» Your objective
Show, from the entries below, every line in which "unmoved" appears.

Stored items
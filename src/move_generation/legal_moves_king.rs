//! King steps and castling.
//!
//! Castling only needs an unmoved king, an unmoved same-colour rook in the
//! corner of the king's row and empty squares between them. Attacked squares
//! are not considered.

use crate::game_state::chess_rules::{KINGSIDE_ROOK_COL, QUEENSIDE_ROOK_COL};
use crate::game_state::chess_types::*;
use crate::game_state::piece_store::PieceStore;

pub fn is_legal_king_move(board: &PieceStore, king: &Piece, target: Position) -> bool {
    let (d_row, d_col) = king.position.delta_to(target);
    if d_row.abs() <= 1 && d_col.abs() <= 1 {
        return true;
    }
    castling_rook(board, king, target).is_some()
}

/// Geometric shape of a castling attempt: unmoved king, two columns sideways.
#[inline]
pub fn is_castling_attempt(king: &Piece, target: Position) -> bool {
    let (d_row, d_col) = king.position.delta_to(target);
    king.kind == PieceKind::King && !king.has_moved && d_row == 0 && d_col.abs() == 2
}

/// The rook that castles with `king` onto `target`, when castling is allowed.
pub fn castling_rook<'a>(board: &'a PieceStore, king: &Piece, target: Position) -> Option<&'a Piece> {
    if !is_castling_attempt(king, target) {
        return None;
    }

    let kingside = target.col > king.position.col;
    let rook_col = if kingside {
        KINGSIDE_ROOK_COL
    } else {
        QUEENSIDE_ROOK_COL
    };
    let rook = board.piece_at(Position::new(king.position.row, rook_col))?;
    if rook.kind != PieceKind::Rook || rook.color != king.color || rook.has_moved {
        return None;
    }

    let (low, high) = if kingside {
        (king.position.col + 1, rook_col)
    } else {
        (rook_col + 1, king.position.col)
    };
    let blocked = (low..high).any(|col| board.is_occupied(Position::new(king.position.row, col)));
    (!blocked).then_some(rook)
}

/// Square the castling rook lands on: next to the king's origin, toward the rook.
#[inline]
pub fn castling_rook_target(king_from: Position, king_to: Position) -> Position {
    let col = if king_to.col > king_from.col {
        king_from.col + 1
    } else {
        king_from.col - 1
    };
    Position::new(king_from.row, col)
}
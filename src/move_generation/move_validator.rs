//! Stateless legality checks for a single racing-chess move.
//!
//! Standard chess movement geometry plus the cooldown precondition. There is
//! no check detection: kings are captured like any other piece and castling
//! never asks whether a square is attacked.

use std::collections::BTreeSet;

use crate::game_state::chess_types::*;
use crate::game_state::piece_store::PieceStore;
use crate::move_generation::legal_moves_king::is_legal_king_move;
use crate::move_generation::legal_moves_pawn::is_legal_pawn_move;
use crate::move_generation::legal_moves_sliders::{
    is_legal_bishop_move, is_legal_knight_move, is_legal_queen_move, is_legal_rook_move,
};

/// Zero-sized handle over the free functions in this module, owned by the
/// match controller.
#[derive(Debug, Clone, Copy, Default)]
pub struct MoveValidator;

impl MoveValidator {
    #[inline]
    pub fn is_legal(&self, board: &PieceStore, piece_id: PieceId, target: Position) -> bool {
        is_legal(board, piece_id, target)
    }

    #[inline]
    pub fn legal_targets(&self, board: &PieceStore, piece_id: PieceId) -> BTreeSet<Position> {
        legal_targets(board, piece_id)
    }
}

/// Whether `piece_id` may move to `target` right now.
pub fn is_legal(board: &PieceStore, piece_id: PieceId, target: Position) -> bool {
    let Some(piece) = board.piece_by_id(piece_id) else {
        return false;
    };
    if !piece.is_ready() || piece.position == target {
        return false;
    }
    if !is_target_empty_or_enemy(board, piece, target) {
        return false;
    }

    match piece.kind {
        PieceKind::Pawn => is_legal_pawn_move(board, piece, target),
        PieceKind::Knight => is_legal_knight_move(piece, target),
        PieceKind::Bishop => is_legal_bishop_move(board, piece, target),
        PieceKind::Rook => is_legal_rook_move(board, piece, target),
        PieceKind::Queen => is_legal_queen_move(board, piece, target),
        PieceKind::King => is_legal_king_move(board, piece, target),
    }
}

/// Every square `piece_id` may move to, by brute-force scan of the board.
pub fn legal_targets(board: &PieceStore, piece_id: PieceId) -> BTreeSet<Position> {
    match board.piece_by_id(piece_id) {
        Some(piece) if piece.is_ready() => Position::all()
            .filter(|&target| is_legal(board, piece_id, target))
            .collect(),
        _ => BTreeSet::new(),
    }
}

/// Walk the straight or diagonal line strictly between `from` and `to`.
///
/// Only live pieces block. The caller guarantees the two squares share a
/// row, column or diagonal.
pub fn is_path_clear(board: &PieceStore, from: Position, to: Position) -> bool {
    let (d_row, d_col) = from.delta_to(to);
    let (step_row, step_col) = (d_row.signum(), d_col.signum());

    let mut row = i32::from(from.row) + step_row;
    let mut col = i32::from(from.col) + step_col;
    while let Some(current) = Position::checked(row, col) {
        if current == to {
            return true;
        }
        if board.is_occupied(current) {
            return false;
        }
        row += step_row;
        col += step_col;
    }
    false
}

#[inline]
fn is_target_empty_or_enemy(board: &PieceStore, piece: &Piece, target: Position) -> bool {
    board
        .piece_at(target)
        .map_or(true, |occupant| occupant.color != piece.color)
}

» Solved exercise
//! Castling only needs an unmoved king, an unmoved same-colour rook in the
/// Geometric shape of a castling attempt: unmoved king, two columns sideways.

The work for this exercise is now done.